═══ ENTRIES PROVIDED

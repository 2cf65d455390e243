//! Union-find over terms with syntactic parent back-references, for upward congruence.

use std::collections::{HashMap, HashSet};

use crate::types::atom::Atom;

/// Nodes are unique sub-terms (variables and `Func` applications). `parent` is the union-find
/// structure; `parents_of` lists every term whose arguments syntactically include this one,
/// consulted for upward congruence after a merge (`spec.md` §3's `CongruenceGraph`).
#[derive(Clone, Default)]
pub struct CongruenceGraph {
    parent: HashMap<Atom, Atom>,
    parents_of: HashMap<Atom, HashSet<Atom>>,
}

impl CongruenceGraph {
    pub fn new() -> Self {
        Self::default()
    }

    /// Registers `term` (and, recursively, its arguments) as nodes if not already present.
    pub fn ensure(&mut self, term: &Atom) {
        if self.parent.contains_key(term) {
            return;
        }
        self.parent.insert(term.clone(), term.clone());
        self.parents_of.entry(term.clone()).or_default();
        if let Atom::Func(_, args) = term {
            for arg in args {
                self.ensure(arg);
                self.parents_of.entry(arg.clone()).or_default().insert(term.clone());
            }
        }
    }

    pub fn parents_of(&self, term: &Atom) -> HashSet<Atom> {
        self.parents_of.get(term).cloned().unwrap_or_default()
    }

    pub fn contains(&self, term: &Atom) -> bool {
        self.parent.contains_key(term)
    }

    /// Follows `parent` pointers to a fixed point, compressing the path as it goes.
    pub fn find(&mut self, term: &Atom) -> Atom {
        let next = match self.parent.get(term) {
            Some(p) => p.clone(),
            None => return term.clone(),
        };
        if &next == term {
            return term.clone();
        }
        let root = self.find(&next);
        self.parent.insert(term.clone(), root.clone());
        root
    }

    /// Unions the classes of `a` and `b` (already representatives), merging `b`'s class onto
    /// `a`'s parent set and pointing `b -> a`. Returns the parent sets each side had *before* the
    /// merge, for the caller to drive upward congruence.
    pub fn union(&mut self, a: &Atom, b: &Atom) -> (HashSet<Atom>, HashSet<Atom>) {
        let parents_a = self.parents_of(a);
        let parents_b = self.parents_of(b);
        self.parent.insert(b.clone(), a.clone());
        let merged: HashSet<Atom> = parents_a.union(&parents_b).cloned().collect();
        self.parents_of.insert(a.clone(), merged);
        self.parents_of.remove(b);
        (parents_a, parents_b)
    }
}

#[cfg(test)]
mod tests {
    use super::*;

    #[test]
    fn find_is_reflexive_before_union() {
        let mut g = CongruenceGraph::new();
        let a = Atom::var("a");
        g.ensure(&a);
        assert_eq!(g.find(&a), a);
    }

    #[test]
    fn union_merges_classes() {
        let mut g = CongruenceGraph::new();
        let a = Atom::var("a");
        let b = Atom::var("b");
        g.ensure(&a);
        g.ensure(&b);
        g.union(&a, &b);
        assert_eq!(g.find(&a), g.find(&b));
    }
}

══════

__THE PROBLEM__:
Only the lines from the first line of the records through the line with "pub fn ensure(&mut" should be reproduced, exactly and with nothing added.

__WRITTEN ANSWER__:
repository 2cf65d455390e243
//! Union-find over terms with syntactic parent back-references, for upward congruence.

use std::collections::{HashMap, HashSet};

use crate::types::atom::Atom;

/// Nodes are unique sub-terms (variables and `Func` applications). `parent` is the union-find
/// structure; `parents_of` lists every term whose arguments syntactically include this one,
/// consulted for upward congruence after a merge (`spec.md` §3's `CongruenceGraph`).
#[derive(Clone, Default)]
pub struct CongruenceGraph {
    parent: HashMap<Atom, Atom>,
    parents_of: HashMap<Atom, HashSet<Atom>>,
}

impl CongruenceGraph {
    pub fn new() -> Self {
        Self::default()
    }

    /// Registers `term` (and, recursively, its arguments) as nodes if not already present.
    pub fn ensure(&mut self, term: &Atom) {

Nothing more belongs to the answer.